The next day, on April 4, Trump said there had been “breaking news last night” that Biden “agreed that [Trump] was correct when I stopped people from China very early — very, very early — from coming into our country.”
But Biden the following day criticized Trump for a “slow” response to the crisis, saying on ABC’s “This Week”: “You got to go faster than slower. And we started off awfully slow. He indicated that I complimented him on — on dealing with China. Well, you know, 45 nations had already moved to keep — block China’s personnel from being able to come to the United States before the president moved. So, it’s just — it’s about pace. It’s about — it’s about the urgency. And I don’t think there’s been enough of it, urgency.”
As we’ve explained before, both politicians have spun the facts on whether Trump’s travel restrictions were “very, very early,” as Trump claims, or after “45 nations had already moved,” as Biden said. Data from Think Global Health, a project by the Council on Foreign Relations tracking countries’ travel restrictions, show “that the United States was neither behind nor ahead of the curve in terms of imposing travel restrictions against China,” a co-author of the tracker, Samantha Kiernan, a research associate on global health, economics, and development, told us.
In late April, Trump claimed that Biden had “apologized,” and in a May 3 Fox News virtual town hall, the president twice said Biden made that apology in a letter.
Trump, Fox News virtual town hall, May 3: They called me a racist. They said “xenophobic.” Biden said, “He was xenophobic.” Biden has now written a letter of apology because I did the right thing. I saved hundreds of thousands of lives. …
And he actually apologized with a letter on a Friday night saying, “He made the right move.” It wasn’t well played by the press, but he said I made the right move.
We found no evidence of an apology letter. Biden campaign spokesman Andrew Bates told us in an email: “Never happened.”
As for Trump’s claim about saving “hundreds of thousands of lives,” we found no support for such a figure, either.
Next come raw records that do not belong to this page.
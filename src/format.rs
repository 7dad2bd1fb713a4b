//! Supported file formats and how they are named on the wire.

use serde::{Deserialize, Serialize};
use std::fmt;
use std::path::Path;
use std::str::FromStr;

/// Every format docshift can read or write.
///
/// Parsing is case-insensitive and accepts the common aliases
/// (`jpg`/`jpeg`, `tif`/`tiff`, `text`/`txt`).
#[derive(Debug, Clone, Copy, PartialEq, Eq, PartialOrd, Ord, Hash, Serialize, Deserialize)]
#[serde(rename_all = "lowercase")]
pub enum Format {
    Pdf,
    Docx,
    Pptx,
    Txt,
    Xlsx,
    Xls,
    Csv,
    Png,
    Jpeg,
    Bmp,
    Gif,
    Tiff,
    Webp,
}

impl Format {
    /// All formats, in display order.
    pub const ALL: [Format; 13] = [
        Format::Pdf,
        Format::Docx,
        Format::Pptx,
        Format::Txt,
        Format::Xlsx,
        Format::Xls,
        Format::Csv,
        Format::Png,
        Format::Jpeg,
        Format::Bmp,
        Format::Gif,
        Format::Tiff,
        Format::Webp,
    ];

    /// Raster image formats handled by the `image` crate.
    pub const IMAGES: [Format; 6] = [
        Format::Png,
        Format::Jpeg,
        Format::Bmp,
        Format::Gif,
        Format::Tiff,
        Format::Webp,
    ];

    /// Parse a bare format name or file extension, ignoring case and a leading dot.
    pub fn from_extension(ext: &str) -> Option<Self> {
        let ext = ext.trim().trim_start_matches('.').to_ascii_lowercase();
        let format = match ext.as_str() {
            "pdf" => Format::Pdf,
            "docx" => Format::Docx,
            "pptx" => Format::Pptx,
            "txt" | "text" => Format::Txt,
            "xlsx" => Format::Xlsx,
            "xls" => Format::Xls,
            "csv" => Format::Csv,
            "png" => Format::Png,
            "jpg" | "jpeg" => Format::Jpeg,
            "bmp" => Format::Bmp,
            "gif" => Format::Gif,
            "tif" | "tiff" => Format::Tiff,
            "webp" => Format::Webp,
            _ => return None,
        };
        Some(format)
    }

    /// Format implied by a file name's extension.
    ///
    /// Returns `Err(None)` when the name has no extension and
    /// `Err(Some(ext))` when the extension is not recognised.
    pub fn from_file_name(name: &str) -> Result<Self, Option<String>> {
        let ext = Path::new(name)
            .extension()
            .map(|e| e.to_string_lossy().into_owned())
            .filter(|e| !e.is_empty())
            .ok_or(None)?;
        Self::from_extension(&ext).ok_or(Some(ext))
    }

    /// Canonical file extension (no dot).
    pub fn extension(self) -> &'static str {
        match self {
            Format::Pdf => "pdf",
            Format::Docx => "docx",
            Format::Pptx => "pptx",
            Format::Txt => "txt",
            Format::Xlsx => "xlsx",
            Format::Xls => "xls",
            Format::Csv => "csv",
            Format::Png => "png",
            Format::Jpeg => "jpg",
            Format::Bmp => "bmp",
            Format::Gif => "gif",
            Format::Tiff => "tiff",
            Format::Webp => "webp",
        }
    }

    pub fn mime_type(self) -> &'static str {
        match self {
            Format::Pdf => "application/pdf",
            Format::Docx => {
                "application/vnd.openxmlformats-officedocument.wordprocessingml.document"
            }
            Format::Pptx => {
                "application/vnd.openxmlformats-officedocument.presentationml.presentation"
            }
            Format::Txt => "text/plain; charset=utf-8",
            Format::Xlsx => "application/vnd.openxmlformats-officedocument.spreadsheetml.sheet",
            Format::Xls => "application/vnd.ms-excel",
            Format::Csv => "text/csv; charset=utf-8",
            Format::Png => "image/png",
            Format::Jpeg => "image/jpeg",
            Format::Bmp => "image/bmp",
            Format::Gif => "image/gif",
            Format::Tiff => "image/tiff",
            Format::Webp => "image/webp",
        }
    }

    pub fn is_image(self) -> bool {
        Self::IMAGES.contains(&self)
    }

    /// The matching `image` crate format, for raster formats only.
    pub fn image_format(self) -> Option<image::ImageFormat> {
        let f = match self {
            Format::Png => image::ImageFormat::Png,
            Format::Jpeg => image::ImageFormat::Jpeg,
            Format::Bmp => image::ImageFormat::Bmp,
            Format::Gif => image::ImageFormat::Gif,
            Format::Tiff => image::ImageFormat::Tiff,
            Format::Webp => image::ImageFormat::WebP,
            _ => return None,
        };
        Some(f)
    }
}

impl fmt::Display for Format {
    fn fmt(&self, f: &mut fmt::Formatter<'_>) -> fmt::Result {
        f.write_str(match self {
            Format::Jpeg => "jpeg",
            other => other.extension(),
        })
    }
}

impl FromStr for Format {
    type Err = String;

    fn from_str(s: &str) -> Result<Self, Self::Err> {
        Format::from_extension(s).ok_or_else(|| format!("unrecognised format '{}'", s.trim()))
    }
}

/// The `target_format` form field, parsed.
///
/// Accepts a bare target (`docx`) or the older `<source>_to_<target>` form
/// (`pdf_to_docx`), in which case the source half is kept so it can be
/// checked against the uploaded file.
#[derive(Debug, Clone, Copy, PartialEq, Eq)]
pub struct TargetSpec {
    pub expected_source: Option<Format>,
    pub target: Format,
}

impl TargetSpec {
    pub fn parse(raw: &str) -> Result<Self, String> {
        let raw = raw.trim();
        if raw.is_empty() {
            return Err("target_format is empty".into());
        }
        let lowered = raw.to_ascii_lowercase();
        if let Some((src, dst)) = lowered.split_once("_to_") {
            let expected_source = src.parse::<Format>()?;
            let target = dst.parse::<Format>()?;
            return Ok(Self {
                expected_source: Some(expected_source),
                target,
            });
        }
        Ok(Self {
            expected_source: None,
            target: lowered.parse()?,
        })
    }
}

#[cfg(test)]
mod tests {
    use super::*;

    #[test]
    fn extension_parsing_is_case_insensitive() {
        assert_eq!(Format::from_extension("PDF"), Some(Format::Pdf));
        assert_eq!(Format::from_extension(".Jpg"), Some(Format::Jpeg));
        assert_eq!(Format::from_extension("TIF"), Some(Format::Tiff));
        assert_eq!(Format::from_extension("exe"), None);
        assert_eq!(Format::from_extension(""), None);
    }

    #[test]
    fn file_name_without_extension_is_distinguished() {
        assert_eq!(Format::from_file_name("report.DOCX"), Ok(Format::Docx));
        assert_eq!(Format::from_file_name("README"), Err(None));
        assert_eq!(Format::from_file_name("archive."), Err(None));
        assert_eq!(
            Format::from_file_name("movie.mkv"),
            Err(Some("mkv".to_string()))
        );
    }

    #[test]
    fn target_spec_accepts_bare_and_legacy_forms() {
        let bare = TargetSpec::parse(" DOCX ").unwrap();
        assert_eq!(bare.target, Format::Docx);
        assert_eq!(bare.expected_source, None);

        let legacy = TargetSpec::parse("pdf_to_pptx").unwrap();
        assert_eq!(legacy.target, Format::Pptx);
        assert_eq!(legacy.expected_source, Some(Format::Pdf));

        assert!(TargetSpec::parse("").is_err());
        assert!(TargetSpec::parse("pdf_to_mp3").is_err());
        assert!(TargetSpec::parse("hologram").is_err());
    }

    #[test]
    fn display_and_extension_differ_only_for_jpeg() {
        assert_eq!(Format::Jpeg.to_string(), "jpeg");
        assert_eq!(Format::Jpeg.extension(), "jpg");
        assert_eq!(Format::Pptx.to_string(), Format::Pptx.extension());
    }

    #[test]
    fn every_image_format_maps_to_an_image_crate_format() {
        for f in Format::IMAGES {
            assert!(f.image_format().is_some(), "{f} has no image format");
        }
        assert!(Format::Pdf.image_format().is_none());
    }
}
As we’ve written, the few studies that have been done on travel restrictions the United States and other countries enacted on China estimate those measures had modest impacts, slowing the initial spread outside of China but not containing the coronavirus pandemic.
Trump also referred to “a letter of apology” a few weeks prior, in an April 13 coronavirus task force briefing, during a back-and-forth with a reporter over what the administration had done regarding the coronavirus pandemic in February. Trump cited his travel restrictions on China and said of Biden, “Why did he write a letter of apology?” The reporter, CBS News’ Paula Reid, replied, “I don’t think the unemployed people right now care about why Joe Biden didn’t apologize to you, sir.”
In fact, Biden didn’t apologize — his campaign instead said he supported the president’s China travel restrictions.